Sophie Hyde and John Lithgow backstage during the premiere of “Jimpa.” (Photo by George Pimentel / Shutterstock for Sundance Film Festival)
By Bailey Pennick
Sophie Hyde is waiting in the wings of a buzzing Eccles Theatre with a calm, warm smile as Jimpa is being introduced for the first time. When she walks out into the light, the crowd erupts with applause. This is Hyde’s fourth time premiering a film at the Sundance Film Festival — her third time in Park City because Good Luck to You, Leo Grande premiered online in 2022 — and she immediately centers the audience with a sweeping and poignant land acknowledgment. “I feel like my ancestors want me here,” the writer-director says, looking out to the packed house. “I think of all your ancestors, having us be here together to be excited about film, watching this movie about family together.”
As the film is about to start, Hyde leaves her audience with a call to action: “We have to be tender with each other until it becomes a habit.” It sounds simple, but, as seen throughout the story of a family continuing to choose each other in the face of old wounds, generational gaps, and heartbreak, being tender is hard work. This internal struggle is instantly felt through Olivia Colman’s excellent, nuanced performance as Hannah opposite John Lithgow’s spirited embodiment of a fictionalized version of Hyde’s own father.
“I feel like there haven’t been enough movies about the beauty and agony of being in love,” says Lithgow during the post-premiere Q&A. He grins from ear to ear before shouting: “And now I’m in one!” The beauty Lithgow refers to comes in the form of Jimpa’s family — biological and chosen community — coming together to care for him as his health declines, and when Frances — Hannah’s nonbinary teen played by Hyde’s own child Aud Mason-Hyde — opens themselves up to new physical and emotional experiences with a polyamorous girl who strongly believes in enthusiastic consent.
The agony of being in love, on the other hand, is where Jimpa and Colman, in particular, shine. Hannah’s deep pain at her father leaving the family when she was young is constantly being minimized by her own understanding of Jimpa’s life choices and her love of who he is as a person. As Frances continues to idolize their grandfather, Hannah wrestles with her own desire to protect her child from disappointment as well as protect her father’s larger-than-life image. Nothing is neat, just like real love.

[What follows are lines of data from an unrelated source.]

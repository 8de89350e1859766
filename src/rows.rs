use serde::Serialize;
use tracing::debug;

use crate::layout::compute_anchor;
use crate::model::{EnrichedRow, ItemRow};

pub const ZERO_AMOUNT: &str = "0.00";

/// Tax figures shown next to the anchor row.
#[derive(Debug, Clone, PartialEq, Eq, Serialize)]
pub struct SummaryFields {
    pub taxable_value: String,
    pub igst_percent: String,
    pub igst_amount: String,
}

impl SummaryFields {
    /// Missing or empty values become `"0.00"`. Anything else is kept as-is.
    pub fn new(
        taxable_value: Option<&str>,
        igst_percent: Option<&str>,
        igst_amount: Option<&str>,
    ) -> Self {
        Self {
            taxable_value: amount_or_zero(taxable_value),
            igst_percent: amount_or_zero(igst_percent),
            igst_amount: amount_or_zero(igst_amount),
        }
    }
}

impl Default for SummaryFields {
    fn default() -> Self {
        Self::new(None, None, None)
    }
}

/// The goods table ready for the template.
#[derive(Debug, Clone, PartialEq, Serialize)]
pub struct TableData {
    pub rows: Vec<EnrichedRow>,
    pub middle_row: usize,
    pub total_items: usize,
    #[serde(flatten)]
    pub summary: SummaryFields,
}

pub(crate) fn amount_or_zero(value: Option<&str>) -> String {
    match value {
        Some(v) if !v.is_empty() => v.to_string(),
        _ => ZERO_AMOUNT.to_string(),
    }
}

/// Tags each item with its 1-based position and marks the anchor row.
///
/// The caller's items are left untouched; every output row owns a copy of its
/// fields.
pub fn prepare_rows(
    items: &[ItemRow],
    taxable_value: Option<&str>,
    igst_percent: Option<&str>,
    igst_amount: Option<&str>,
) -> TableData {
    let total_items = items.len();
    let middle_row = compute_anchor(i64::try_from(total_items).unwrap_or(i64::MAX));

    let rows: Vec<EnrichedRow> = items
        .iter()
        .enumerate()
        .map(|(i, item)| {
            let row_index = i + 1;
            EnrichedRow {
                fields: item.clone(),
                row_index,
                is_middle_row: row_index == middle_row,
            }
        })
        .collect();

    debug!(total_items, middle_row, "prepared table rows");

    TableData {
        rows,
        middle_row,
        total_items,
        summary: SummaryFields::new(taxable_value, igst_percent, igst_amount),
    }
}

#[cfg(test)]
mod tests {
    use super::*;
    use serde_json::json;

    fn items(n: usize) -> Vec<ItemRow> {
        (1..=n)
            .map(|i| {
                ItemRow::new()
                    .with("from", (i * 10 - 9).to_string())
                    .with("to", (i * 10).to_string())
                    .with("description", format!("Item {i}"))
                    .with("quantity", "5")
            })
            .collect()
    }

    #[test]
    fn exactly_one_middle_row() {
        for n in 1..=25 {
            let table = prepare_rows(&items(n), None, None, None);
            let marked: Vec<_> = table.rows.iter().filter(|r| r.is_middle_row).collect();
            assert_eq!(marked.len(), 1, "n = {n}");
            assert_eq!(marked[0].row_index, compute_anchor(n as i64));
            assert_eq!(table.middle_row, marked[0].row_index);
        }
    }

    #[test]
    fn anchor_for_typical_sizes() {
        for (n, expected) in [(1, 1), (5, 3), (6, 3), (10, 5)] {
            assert_eq!(prepare_rows(&items(n), None, None, None).middle_row, expected);
        }
    }

    #[test]
    fn empty_items() {
        let table = prepare_rows(&[], None, None, None);
        assert!(table.rows.is_empty());
        assert_eq!(table.total_items, 0);
        assert_eq!(table.middle_row, 1);
    }

    #[test]
    fn order_and_fields_preserved() {
        let source = items(4);
        let table = prepare_rows(&source, None, None, None);

        for (i, (row, item)) in table.rows.iter().zip(&source).enumerate() {
            assert_eq!(row.row_index, i + 1);
            assert_eq!(&row.fields, item);
        }
    }

    #[test]
    fn source_items_are_not_mutated() {
        let source = items(3);
        let before = source.clone();
        let table = prepare_rows(&source, None, None, None);

        assert_eq!(source, before);
        assert!(source.iter().all(|item| item.get("row_index").is_none()));
        assert_eq!(table.rows.len(), 3);
    }

    #[test]
    fn summary_defaults() {
        let table = prepare_rows(&items(2), None, Some(""), Some("90.00"));
        assert_eq!(table.summary.taxable_value, "0.00");
        assert_eq!(table.summary.igst_percent, "0.00");
        assert_eq!(table.summary.igst_amount, "90.00");
    }

    #[test]
    fn summary_values_pass_through_unparsed() {
        let summary = SummaryFields::new(Some("1,000.00"), Some("18%"), Some(" "));
        assert_eq!(summary.taxable_value, "1,000.00");
        assert_eq!(summary.igst_percent, "18%");
        assert_eq!(summary.igst_amount, " ");
    }

    #[test]
    fn serializes_with_flat_summary() {
        let table = prepare_rows(&items(1), Some("1000.00"), Some("5"), Some("50.00"));
        let value = serde_json::to_value(&table).unwrap();

        assert_eq!(value["middle_row"], json!(1));
        assert_eq!(value["total_items"], json!(1));
        assert_eq!(value["taxable_value"], json!("1000.00"));
        assert_eq!(value["igst_percent"], json!("5"));
        assert_eq!(value["rows"][0]["is_middle_row"], json!(true));
        assert_eq!(value["rows"][0]["description"], json!("Item 1"));
    }
}
use std::io;

use thiserror::Error;

#[derive(Error, Debug)]
pub enum Error {
    #[error("I/O error: {0}")]
    Io(#[from] io::Error),

    #[error("invalid TOML: {0}")]
    Toml(#[from] toml::de::Error),

    #[error("could not write TOML: {0}")]
    TomlSer(#[from] toml::ser::Error),

    #[error("invalid JSON: {0}")]
    Json(#[from] serde_json::Error),

    #[error("template error: {0}")]
    Template(#[from] tera::Error),

    #[error("invoice not found: {0}")]
    NotFound(String),

    #[error("invalid invoice id: {0:?}")]
    InvalidId(String),
}

pub type Result<T> = std::result::Result<T, Error>;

Hyde is clear to the audience as well as her actors that while it is deeply personal and semi-autobiographical, Jimpa is a fictional story. However, that doesn’t mean that the filmmaker didn’t learn more about herself and her family in the process. “Aud has told me a lot of things [about their life], and I could truly listen because of the choices my parents made.” We are all a collection of choices, so why not choose love?